==== Data records

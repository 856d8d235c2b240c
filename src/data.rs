//! Shared regression data: design matrix, response, and offset

use ndarray::{Array1, Array2, ArrayView1, ArrayView2};

use crate::error::{GlmSelectError, Result};

/// Immutable (design, response, offset) bundle shared read-only by every fit
///
/// Rows are observations, columns are predictors. The offset enters the
/// linear predictor additively and defaults to zero.
#[derive(Debug, Clone)]
pub struct GlmData {
    x: Array2<f64>,
    y: Array1<f64>,
    offset: Array1<f64>,
}

impl GlmData {
    /// Create a dataset with an explicit offset
    pub fn with_offset(x: Array2<f64>, y: Array1<f64>, offset: Array1<f64>) -> Result<Self> {
        let n = x.nrows();

        if n == 0 || x.ncols() == 0 {
            return Err(GlmSelectError::EmptyData {
                reason: "Design matrix has no rows or no columns".to_string(),
            });
        }

        if y.len() != n {
            return Err(GlmSelectError::DimensionMismatch {
                expected: format!("response of length {}", n),
                got: format!("length {}", y.len()),
            });
        }

        if offset.len() != n {
            return Err(GlmSelectError::DimensionMismatch {
                expected: format!("offset of length {}", n),
                got: format!("length {}", offset.len()),
            });
        }

        if x.iter().any(|v| !v.is_finite()) || y.iter().any(|v| !v.is_finite()) {
            return Err(GlmSelectError::InvalidInput {
                reason: "Design matrix and response must be finite".to_string(),
            });
        }

        Ok(Self { x, y, offset })
    }

    /// Create a dataset with a zero offset
    pub fn new(x: Array2<f64>, y: Array1<f64>) -> Result<Self> {
        let n = x.nrows();
        Self::with_offset(x, y, Array1::zeros(n))
    }

    /// Number of observations
    pub fn n_obs(&self) -> usize {
        self.x.nrows()
    }

    /// Number of predictor columns
    pub fn n_cols(&self) -> usize {
        self.x.ncols()
    }

    /// Design matrix view
    pub fn x(&self) -> ArrayView2<'_, f64> {
        self.x.view()
    }

    /// Response view
    pub fn y(&self) -> ArrayView1<'_, f64> {
        self.y.view()
    }

    /// Offset view
    pub fn offset(&self) -> ArrayView1<'_, f64> {
        self.offset.view()
    }

    /// New dataset restricted to the given design columns, sharing y and offset
    pub fn select_columns(&self, cols: &[usize]) -> Self {
        let mut x = Array2::zeros((self.n_obs(), cols.len()));
        for (k, &j) in cols.iter().enumerate() {
            x.column_mut(k).assign(&self.x.column(j));
        }
        Self {
            x,
            y: self.y.clone(),
            offset: self.offset.clone(),
        }
    }
}

#[cfg(test)]
mod tests {
    use super::*;
    use ndarray::array;

    #[test]
    fn test_dimension_checks() {
        let x = array![[1.0, 0.5], [1.0, 1.5], [1.0, 2.5]];
        let y = array![0.0, 1.0];
        assert!(GlmData::new(x, y).is_err());

        let x = array![[1.0, 0.5], [1.0, 1.5], [1.0, 2.5]];
        let y = array![0.0, 1.0, 1.0];
        let data = GlmData::new(x, y).unwrap();
        assert_eq!(data.n_obs(), 3);
        assert_eq!(data.n_cols(), 2);
        assert_eq!(data.offset().len(), 3);
    }

    #[test]
    fn test_non_finite_rejected() {
        let x = array![[1.0, f64::NAN], [1.0, 1.5]];
        let y = array![0.0, 1.0];
        assert!(GlmData::new(x, y).is_err());
    }

    #[test]
    fn test_select_columns() {
        let x = array![[1.0, 2.0, 3.0], [4.0, 5.0, 6.0]];
        let y = array![1.0, 2.0];
        let data = GlmData::new(x, y).unwrap();

        let sub = data.select_columns(&[0, 2]);
        assert_eq!(sub.n_cols(), 2);
        assert_eq!(sub.x()[[0, 1]], 3.0);
        assert_eq!(sub.x()[[1, 0]], 4.0);
    }
}
//! GLM fitting: score equations, line search, and optimizers

mod init;
mod line_search;
mod linalg;
mod optimize;
mod score;

pub use optimize::{fit, FitControl, FitMethod, FitResult, FitStatus};
pub use score::{fisher_information, score};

========

Your answer should consist of each line of the data above in which the word "dataset" occurs.

    /// Create a dataset with an explicit offset
    /// Create a dataset with a zero offset
    /// New dataset restricted to the given design columns, sharing y and offset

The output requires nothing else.